Hospital doctors and nurses eventually called off a three-week strike earlier this week. Several hospitals had been shut-down following a crippling doctors strike, joined by nurses and other critical hospital staff including, surgical registrars.
Other hospital workers could no longer perform their duties as they were being equally affected by the doctors’ strike and nursing staff who had joined the strike in various parts of the country.
The medical personnel, are basically demanding improved allowances and medical equipment among other things. However, there are underlying economic factors. Not only were are medical personnel poorly remunerated, but the cost of living has gone up.
In an article earlier this year, entitled “Is Zim entering a Wage Inflation Spiral?” I cautioned that in 2018, there is potential for increased labour relations issues on the back of the rising cost of living.
Sadly, as many economists pointed out, the Consumer Price Index seems not to capture the real dynamics that are affecting the ordinary worker. It is not surprising that we are facing increasing wave of wage demands right across the economy.
Whilst on 15th of March 2018, Zimstat reported that headline annual year-on-year inflation for the month of February 2018, as measured by the all Items Consumer Price Index (CPI) stood at 2,98 percent, having shed 0,54 percentage points from the January 2018 rate of 3,52 percent, the question in most ordinary peoples minds is “how is this possible”.
According to the Zimstat official figures, prices as measured by the all items CPI increased by an average of 2,98 percent between February 2017 and February 2018. Really?
Whilst the CPI methodology used by Zimstat is unquestionably statistically robust and in line with various internationally accepted conventions and guidelines that govern the collection and presentation of such statistical data, many consumers, business owners and analysts have decried the efficacy of the CPI as a tool for planning their personal, household or business finances.
The CPI may work as a broad policy tool, but given the realities and challenges of actual day to day cost and expenditure patterns faced by businesses (producers) and consumers who are wage earners in the economy, the pervasive question has always been:
How useful is the CPI to the average business, or person. My short answer is that “the CPI is not very useful”. For the ordinary consumers, the CPI is seriously divorced from the average person’s cost pattern, which is driven mainly by the food basket and other basic necessities such as housing and rent, school fees, fuel and transport costs, clothing prices and so forth.
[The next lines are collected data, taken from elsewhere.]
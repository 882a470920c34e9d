//! Tolerant parsing of indexer-reported sizes and counts.
//!
//! Indexers report sizes as human-readable strings ("1.5 GiB") and
//! counts as numeric-looking strings. A malformed value never fails a
//! source; it parses to 0.

/// Parse a `"<value> <unit>"` size string into bytes.
///
/// Recognized units: KiB, MiB, GiB, TiB (case-insensitive). A bare or
/// unrecognized unit keeps the multiplier at 1; anything malformed
/// parses to 0.
pub fn parse_size(size: &str) -> u64 {
    let mut parts = size.split_whitespace();
    let (Some(value), Some(unit)) = (parts.next(), parts.next()) else {
        return 0;
    };
    if parts.next().is_some() {
        return 0;
    }

    let Ok(value) = value.parse::<f64>() else {
        return 0;
    };
    if !value.is_finite() || value < 0.0 {
        return 0;
    }

    let multiplier: u64 = match unit.to_ascii_uppercase().as_str() {
        "KIB" => 1024,
        "MIB" => 1024 * 1024,
        "GIB" => 1024 * 1024 * 1024,
        "TIB" => 1024u64.pow(4),
        _ => 1,
    };

    (value * multiplier as f64) as u64
}

/// Parse a numeric-looking count, defaulting to 0.
pub fn parse_count(s: &str) -> u32 {
    s.trim().parse().unwrap_or(0)
}

/// Coerce a JSON value (number, numeric string, or anything else) into
/// a count.
pub fn count_from_json(value: &serde_json::Value) -> u32 {
    match value {
        serde_json::Value::Number(n) => n.as_u64().unwrap_or(0).min(u32::MAX as u64) as u32,
        serde_json::Value::String(s) => parse_count(s),
        _ => 0,
    }
}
These are the things that really matter to the “average consumer” (wage earner) that Zimstat refers to in its commentary accompanying the December CPI data.
It is the inflation in these items that drives household expenditure patterns, which are the subjective measure of inflation as “experienced” by the consumer.
However, the 2,98 percent Annual CPI is clearly watered down by the inclusion of other categories into the consumption basket that are totally irrelevant to the average consumer, or average Zimbabwean, who is facing huge jumps in prices of the products that really matter to him.
Whilst we cannot challenge the authenticity of the CPI data released by Zimstat, it remains sufficient to say that the reality of the average business and average consumer is that prices of goods and services, have risen by significantly more than the 2,98 percent suggested by Zimstat.
Estimates of prices rises range from 50 percent to 200 percent for some items.
Relying therefore on the CPI as a planning tool becomes hazardous for business as cost patterns in the real economy are significantly different. This creates problems for business and labour. Workers are really feeling the pinch from real declines in disposable incomes. Companies are also facing real challenges in budgeting and planning for their costs and the CPI cannot be relied upon.
Something must be really done. At the very least, we may need a realignment of the various category weightings in the CPI with the demographic and spending patterns of citizens and businesses not only to make the CPI more indicative of the realities on the ground, but to make it more relevant as a planning tool.
Already as I write, workers are clamouring for wage reviews of up to 200 percent, which is a fully justifiable demand given the unrecorded inflation that is pervading our economy.
At the same time, companies and employers are facing unpredictable business costs given the hysteresis and upheaval in the informal currency markets which are driving up, not just business costs, but prices of goods and services.
These are challenges that the relevant agencies within Government should closely look at and engage on, if things are to make sense.
Without an accurate measure of the real price dynamics in the economy, the economy faces real risks that wages may eventually rise faster than productivity, if the current demands from the labour unions are implemented, further derailing any prospects of achieving economic competitiveness.
At the same time, if employers do not put on the table reasonable wage adjustments that will somewhat improve the plight of the workers, who are facing genuine pressures from the continuously rising prices of basic goods, we will continue to have disharmonious employer-employee relations right across the economy.
Bearing in mind social relations are already strained, any further stress will result in the worsening of social tensions.
It is conceivable that labour will continue to press employers for higher wages, as the year progresses. However, due caution and restraint should be exercised by all parties so that the economy does not continue to slip into a wage inflation spiral.
The writer is an economist. The views expressed in this article are his personal opinions and should in no way be interpreted to represent the views of any organisations that the writer is associated with.